Whilst we understand that people listen to music in different ways, and opinions and comparisons are completely subjective, we don't like to compare ourselves to anyone else. Of course I can see why people would compare us to those bands, but its perhaps a bit lazy, or should I say its perhaps not understanding what Detroit Social Club are about to compare us to those bands. All three are highly successful, but more importantly, all of them have managed to maintain their musical values and still be successful, so we will take it as a compliment. I personally see us as just a band playing music they like. When we are producing some music, we make a massive amount of creative decisions. The different directions we take at each of these will lead us to the end result, which is what it is. If someone thinks it sounds like something else, then we can handle that.

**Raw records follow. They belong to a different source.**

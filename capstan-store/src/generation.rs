//! Dual-generation store selection
//!
//! During a store migration, reads must transparently fall back from the
//! current store to the previous generation, and writes must land wherever
//! the record already lives so migrated-but-stale records never fork. The
//! fallback policy lives here and nowhere else.

use std::sync::Arc;

use capstan_core::domain::ExecutionType;

use crate::error::{RepositoryError, RepositoryResult};
use crate::kv::KeyValueStore;
use crate::repository::execution_key;

/// The configured store generations: the current store and, while a
/// migration is in flight, the previous one.
#[derive(Clone)]
pub struct StoreGenerations {
    current: Arc<dyn KeyValueStore>,
    previous: Option<Arc<dyn KeyValueStore>>,
}

impl StoreGenerations {
    pub fn new(current: Arc<dyn KeyValueStore>) -> Self {
        Self {
            current,
            previous: None,
        }
    }

    pub fn with_previous(
        current: Arc<dyn KeyValueStore>,
        previous: Arc<dyn KeyValueStore>,
    ) -> Self {
        Self {
            current,
            previous: Some(previous),
        }
    }

    pub fn current(&self) -> Arc<dyn KeyValueStore> {
        Arc::clone(&self.current)
    }

    /// Every generation, current first. Bulk scans merge results across all
    /// of these.
    pub fn all(&self) -> Vec<Arc<dyn KeyValueStore>> {
        let mut stores = vec![Arc::clone(&self.current)];
        if let Some(previous) = &self.previous {
            stores.push(Arc::clone(previous));
        }
        stores
    }

    /// The generation holding `id`, preferring current. Unknown ids resolve
    /// to current, so new records always land there.
    pub async fn store_for(
        &self,
        execution_type: ExecutionType,
        id: &str,
    ) -> RepositoryResult<Arc<dyn KeyValueStore>> {
        let Some(previous) = &self.previous else {
            return Ok(Arc::clone(&self.current));
        };

        let key = execution_key(execution_type, id);
        if self.current.exists(&key).await? {
            return Ok(Arc::clone(&self.current));
        }
        if previous.exists(&key).await? {
            return Ok(Arc::clone(previous));
        }
        Ok(Arc::clone(&self.current))
    }

    /// The generation holding `key`, preferring current; unknown keys
    /// resolve to current.
    pub async fn store_for_key(&self, key: &str) -> RepositoryResult<Arc<dyn KeyValueStore>> {
        let Some(previous) = &self.previous else {
            return Ok(Arc::clone(&self.current));
        };

        if self.current.exists(key).await? {
            return Ok(Arc::clone(&self.current));
        }
        if previous.exists(key).await? {
            return Ok(Arc::clone(previous));
        }
        Ok(Arc::clone(&self.current))
    }

    /// Finds an execution by id alone, probing both key shapes across both
    /// generations. Fails with NotFound when no generation holds the id.
    pub async fn locate(
        &self,
        id: &str,
    ) -> RepositoryResult<(ExecutionType, String, Arc<dyn KeyValueStore>)> {
        for store in self.all() {
            for execution_type in [ExecutionType::Pipeline, ExecutionType::Orchestration] {
                let key = execution_key(execution_type, id);
                if store.exists(&key).await? {
                    return Ok((execution_type, key, store));
                }
            }
        }
        Err(RepositoryError::NotFoundAny(format!("with id {}", id)))
    }
}

#[cfg(test)]
mod tests {
    use super::*;
    use crate::kv::{MemoryStore, WriteBatch};
    use std::collections::HashMap;

    async fn seed(store: &MemoryStore, key: &str) {
        let mut fields = HashMap::new();
        fields.insert("application".to_string(), "myapp".to_string());
        let mut batch = WriteBatch::new();
        batch.hash_set(key, fields);
        store.write(batch).await.unwrap();
    }

    #[tokio::test]
    async fn test_single_generation_always_current() {
        let current = Arc::new(MemoryStore::new());
        let generations = StoreGenerations::new(current.clone());

        let store = generations
            .store_for(ExecutionType::Pipeline, "unknown")
            .await
            .unwrap();
        seed_dyn(store.as_ref(), "pipeline:unknown").await;
        assert!(current.exists("pipeline:unknown").await.unwrap());
    }

    async fn seed_dyn(store: &dyn KeyValueStore, key: &str) {
        let mut fields = HashMap::new();
        fields.insert("application".to_string(), "myapp".to_string());
        let mut batch = WriteBatch::new();
        batch.hash_set(key, fields);
        store.write(batch).await.unwrap();
    }

    #[tokio::test]
    async fn test_fallback_prefers_current() {
        let current = Arc::new(MemoryStore::new());
        let previous = Arc::new(MemoryStore::new());
        seed(&current, "pipeline:both").await;
        seed(&previous, "pipeline:both").await;
        seed(&previous, "pipeline:old-only").await;

        let generations = StoreGenerations::with_previous(current.clone(), previous.clone());

        let resolved = generations
            .store_for(ExecutionType::Pipeline, "both")
            .await
            .unwrap();
        assert!(resolved.exists("pipeline:both").await.unwrap());

        let resolved = generations
            .store_for(ExecutionType::Pipeline, "old-only")
            .await
            .unwrap();
        // Resolves to the previous generation, where the record lives.
        assert!(resolved.exists("pipeline:old-only").await.unwrap());
        assert!(!current.exists("pipeline:old-only").await.unwrap());
    }

    #[tokio::test]
    async fn test_locate_probes_both_shapes() {
        let current = Arc::new(MemoryStore::new());
        let previous = Arc::new(MemoryStore::new());
        seed(&previous, "orchestration:x").await;

        let generations = StoreGenerations::with_previous(current, previous);
        let (execution_type, key, _) = generations.locate("x").await.unwrap();
        assert_eq!(execution_type, ExecutionType::Orchestration);
        assert_eq!(key, "orchestration:x");

        assert!(generations.locate("missing").await.is_err());
    }
}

There's a definite swagger to your work. Are you confident guys?
Very confident. I wouldn't mistake confidence with arrogance though. We fully believe in what we are doing. We fully believe that our music is very good, and fulfils us as far as saying what we want to say, but at the same time we realise we haven't got a right to be doing this. We are very lucky to be given this opportunity to develop, record and release our music. As well as confident, were ambitious. Without confidence, it's hard to be ambitious.
You've just signed a record deal with Fiction/Polydor. What were your reasons for choosing the label?
The general attitude of the label. Within ten minutes of talking to the head of the label, Jim Chancellor, we knew he was the right man. He's probably the best A&R man in the country, and has a proven track record. But best of all, he listens to bands. He doesn't dictate anything, and allows people to direct their art the way they want to, without asking them to compromise at every turn. Since meeting everyone at the label, we really couldn't have a better team around us. They all get what we want to do, and how we want to do it, and are 100% behind us.
We've had a couple of singles already, but when can we expect a full album, and should we be excited?
We're taking our time with the record. We're in this for our music, so getting it right is priority. A lot of bands probably want the other stuff, so can't wait to get something out, but we're really up for taking our time. That said, we're not a band that buy into the cliche of "Well, we make music for us, and if other people like it, then that's a bonus." I know that if I like it, then there will be a shitload of other people out there who like it. I'm lucky, if I get the music sounding right, then the team around us are the best in the business at getting it out there and into people's ears, So that's what I'm doing, upholding my part of the bargain, a bit of patience will make all the difference to the music. Hopefully it will be released in January, and yes - although biased - Id say it will be worth any hype people want to throw at us. The pressure that could bring isn't something that would bother us much.
Critics are falling over themselves to give you deserved plaudits. Is there pressure to live up to such expectations?
I think such plaudits can spur you on and remind you that the next thing you write could be heard by a shitload of people. Some can see that as pressure, I see it as massive motivation to work as hard as I can to make sure this is a success. I couldn't bare the thought of this not working out, and us letting people down, especially those that have been kind enough to believe in us.
What's DSC's ultimate ambition?
Its all small steps, In the short term, it would be for the next single to be successful in achieving what it is we want to achieve from it, then to make a great album that we all like. Obviously the next step would be for people to see it like we see it, and to believe in it as much as we do. Having people believe in what you create would be an amazing feeling. It's already great meeting random people who know words to songs and stuff, so on a bigger scale, that would be unbelievable.